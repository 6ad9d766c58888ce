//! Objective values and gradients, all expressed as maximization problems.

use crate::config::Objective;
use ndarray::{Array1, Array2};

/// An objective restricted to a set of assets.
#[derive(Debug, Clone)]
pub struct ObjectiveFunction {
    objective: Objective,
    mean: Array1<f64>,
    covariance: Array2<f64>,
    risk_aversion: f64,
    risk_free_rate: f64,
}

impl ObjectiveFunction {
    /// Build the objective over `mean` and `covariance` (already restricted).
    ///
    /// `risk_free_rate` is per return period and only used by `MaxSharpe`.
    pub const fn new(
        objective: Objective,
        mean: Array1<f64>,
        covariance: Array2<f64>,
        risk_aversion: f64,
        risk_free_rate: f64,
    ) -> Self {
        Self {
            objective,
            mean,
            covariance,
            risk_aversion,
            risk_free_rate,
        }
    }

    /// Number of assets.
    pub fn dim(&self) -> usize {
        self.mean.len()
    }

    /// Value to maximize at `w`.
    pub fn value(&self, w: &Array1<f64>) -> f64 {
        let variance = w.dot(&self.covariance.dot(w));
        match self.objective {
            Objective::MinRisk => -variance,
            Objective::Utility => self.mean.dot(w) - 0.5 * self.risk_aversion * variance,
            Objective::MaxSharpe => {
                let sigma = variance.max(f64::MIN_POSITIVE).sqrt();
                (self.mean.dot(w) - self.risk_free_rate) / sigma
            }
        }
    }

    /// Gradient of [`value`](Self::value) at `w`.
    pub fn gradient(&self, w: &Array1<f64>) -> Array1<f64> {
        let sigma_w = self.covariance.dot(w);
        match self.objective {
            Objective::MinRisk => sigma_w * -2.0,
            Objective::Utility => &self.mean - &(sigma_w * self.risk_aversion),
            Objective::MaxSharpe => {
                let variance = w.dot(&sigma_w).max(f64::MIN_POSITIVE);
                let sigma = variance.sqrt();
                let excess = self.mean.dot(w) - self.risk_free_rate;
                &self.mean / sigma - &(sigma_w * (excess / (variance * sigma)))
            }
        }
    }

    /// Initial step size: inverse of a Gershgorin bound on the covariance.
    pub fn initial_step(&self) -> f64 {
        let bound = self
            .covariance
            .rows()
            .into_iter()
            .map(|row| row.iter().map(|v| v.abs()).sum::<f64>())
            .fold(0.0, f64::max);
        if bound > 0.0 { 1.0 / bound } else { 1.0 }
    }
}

◆ ◆ ◆

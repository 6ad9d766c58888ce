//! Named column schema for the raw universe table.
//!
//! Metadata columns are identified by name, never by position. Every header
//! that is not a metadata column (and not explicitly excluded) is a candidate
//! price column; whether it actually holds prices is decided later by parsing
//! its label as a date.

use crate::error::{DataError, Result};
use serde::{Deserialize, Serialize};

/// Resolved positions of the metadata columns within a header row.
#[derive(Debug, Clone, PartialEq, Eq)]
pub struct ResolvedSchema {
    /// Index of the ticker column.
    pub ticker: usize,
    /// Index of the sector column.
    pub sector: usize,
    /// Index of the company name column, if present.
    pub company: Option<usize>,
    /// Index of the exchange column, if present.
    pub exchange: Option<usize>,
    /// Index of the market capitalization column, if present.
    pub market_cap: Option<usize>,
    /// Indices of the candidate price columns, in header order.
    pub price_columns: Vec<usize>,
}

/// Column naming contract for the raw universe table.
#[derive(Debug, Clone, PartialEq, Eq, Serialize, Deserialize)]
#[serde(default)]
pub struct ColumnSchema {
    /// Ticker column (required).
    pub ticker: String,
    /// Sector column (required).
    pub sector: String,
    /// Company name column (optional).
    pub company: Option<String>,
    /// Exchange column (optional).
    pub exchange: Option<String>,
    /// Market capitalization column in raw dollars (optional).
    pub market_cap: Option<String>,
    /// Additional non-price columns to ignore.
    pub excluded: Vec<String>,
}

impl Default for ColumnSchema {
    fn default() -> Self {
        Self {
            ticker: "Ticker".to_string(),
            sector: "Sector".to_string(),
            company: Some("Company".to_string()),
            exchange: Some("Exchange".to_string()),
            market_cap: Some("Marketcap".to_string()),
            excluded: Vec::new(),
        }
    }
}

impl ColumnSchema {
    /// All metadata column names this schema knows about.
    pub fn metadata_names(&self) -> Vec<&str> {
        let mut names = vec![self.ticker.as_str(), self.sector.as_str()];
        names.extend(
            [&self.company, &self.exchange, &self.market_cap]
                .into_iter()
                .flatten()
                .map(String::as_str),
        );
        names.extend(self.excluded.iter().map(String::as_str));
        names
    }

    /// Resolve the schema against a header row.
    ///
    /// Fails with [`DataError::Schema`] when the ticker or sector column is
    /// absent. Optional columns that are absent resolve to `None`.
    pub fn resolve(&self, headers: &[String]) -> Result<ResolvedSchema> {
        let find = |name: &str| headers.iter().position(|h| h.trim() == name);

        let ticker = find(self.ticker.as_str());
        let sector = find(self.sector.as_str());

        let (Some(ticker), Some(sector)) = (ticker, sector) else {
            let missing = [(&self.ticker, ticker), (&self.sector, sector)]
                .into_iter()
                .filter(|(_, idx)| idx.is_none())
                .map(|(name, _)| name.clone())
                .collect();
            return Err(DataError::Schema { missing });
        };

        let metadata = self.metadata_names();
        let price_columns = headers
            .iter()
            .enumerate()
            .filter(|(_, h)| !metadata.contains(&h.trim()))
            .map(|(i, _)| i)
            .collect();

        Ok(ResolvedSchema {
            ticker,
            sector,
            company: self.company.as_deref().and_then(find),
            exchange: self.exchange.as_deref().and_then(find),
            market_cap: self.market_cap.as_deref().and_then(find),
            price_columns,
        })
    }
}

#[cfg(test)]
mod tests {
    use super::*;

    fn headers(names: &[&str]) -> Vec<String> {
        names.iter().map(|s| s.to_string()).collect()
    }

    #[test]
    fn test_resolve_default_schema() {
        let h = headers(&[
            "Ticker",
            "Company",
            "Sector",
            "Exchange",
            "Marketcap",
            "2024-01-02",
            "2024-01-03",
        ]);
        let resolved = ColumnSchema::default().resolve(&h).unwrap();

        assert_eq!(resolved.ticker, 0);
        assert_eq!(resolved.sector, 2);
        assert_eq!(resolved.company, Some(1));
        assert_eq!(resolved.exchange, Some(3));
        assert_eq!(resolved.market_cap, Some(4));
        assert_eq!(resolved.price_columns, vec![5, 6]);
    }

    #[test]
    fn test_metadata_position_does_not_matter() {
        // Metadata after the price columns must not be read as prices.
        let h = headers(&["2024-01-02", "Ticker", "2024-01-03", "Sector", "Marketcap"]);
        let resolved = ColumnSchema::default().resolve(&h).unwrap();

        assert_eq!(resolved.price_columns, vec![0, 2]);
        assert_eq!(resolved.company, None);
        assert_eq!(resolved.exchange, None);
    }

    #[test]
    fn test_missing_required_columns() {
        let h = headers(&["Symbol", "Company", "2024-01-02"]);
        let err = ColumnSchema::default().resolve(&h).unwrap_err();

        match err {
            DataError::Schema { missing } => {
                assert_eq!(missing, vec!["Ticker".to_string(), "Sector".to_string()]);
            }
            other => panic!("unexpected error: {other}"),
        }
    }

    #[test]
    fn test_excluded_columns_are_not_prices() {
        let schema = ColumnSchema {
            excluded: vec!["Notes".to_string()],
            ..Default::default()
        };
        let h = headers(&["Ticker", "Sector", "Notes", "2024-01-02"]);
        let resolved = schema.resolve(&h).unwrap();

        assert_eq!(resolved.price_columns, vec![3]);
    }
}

◆ ◆ ◆

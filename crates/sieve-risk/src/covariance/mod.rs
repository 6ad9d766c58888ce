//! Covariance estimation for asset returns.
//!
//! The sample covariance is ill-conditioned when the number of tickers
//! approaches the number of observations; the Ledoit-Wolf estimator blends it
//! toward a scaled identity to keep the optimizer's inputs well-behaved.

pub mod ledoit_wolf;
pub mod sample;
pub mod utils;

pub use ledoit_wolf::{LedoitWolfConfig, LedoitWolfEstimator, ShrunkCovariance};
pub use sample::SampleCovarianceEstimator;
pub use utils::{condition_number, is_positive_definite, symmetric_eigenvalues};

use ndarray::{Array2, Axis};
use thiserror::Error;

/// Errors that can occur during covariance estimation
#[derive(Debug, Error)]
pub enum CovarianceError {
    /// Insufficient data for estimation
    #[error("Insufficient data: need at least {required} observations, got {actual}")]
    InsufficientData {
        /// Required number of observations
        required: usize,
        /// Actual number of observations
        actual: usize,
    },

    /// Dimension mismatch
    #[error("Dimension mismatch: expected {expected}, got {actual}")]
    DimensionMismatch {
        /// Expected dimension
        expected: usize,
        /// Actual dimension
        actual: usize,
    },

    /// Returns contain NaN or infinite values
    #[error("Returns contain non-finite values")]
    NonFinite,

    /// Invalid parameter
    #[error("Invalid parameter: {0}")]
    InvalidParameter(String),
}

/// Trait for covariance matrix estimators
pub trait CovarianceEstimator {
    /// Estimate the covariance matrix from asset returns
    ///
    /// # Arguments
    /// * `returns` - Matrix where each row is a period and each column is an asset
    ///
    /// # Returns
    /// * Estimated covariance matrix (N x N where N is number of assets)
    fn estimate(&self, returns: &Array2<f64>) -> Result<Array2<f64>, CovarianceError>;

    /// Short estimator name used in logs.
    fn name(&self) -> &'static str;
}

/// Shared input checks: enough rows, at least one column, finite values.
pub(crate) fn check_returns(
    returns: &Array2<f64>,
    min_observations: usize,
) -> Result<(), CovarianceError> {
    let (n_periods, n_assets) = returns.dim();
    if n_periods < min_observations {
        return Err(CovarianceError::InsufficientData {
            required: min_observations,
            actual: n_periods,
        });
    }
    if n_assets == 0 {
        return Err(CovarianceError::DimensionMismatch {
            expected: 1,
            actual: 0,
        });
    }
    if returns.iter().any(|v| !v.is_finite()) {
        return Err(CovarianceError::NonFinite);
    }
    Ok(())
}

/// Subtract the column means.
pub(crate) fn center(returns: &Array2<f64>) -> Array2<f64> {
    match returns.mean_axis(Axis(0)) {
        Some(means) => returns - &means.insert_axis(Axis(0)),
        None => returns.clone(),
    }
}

◆ ◆ ◆

Task requirements: Copy the lines that hold the word "means". Take them from the records above.

Task result:
/// Subtract the column means.
        Some(means) => returns - &means.insert_axis(Axis(0)),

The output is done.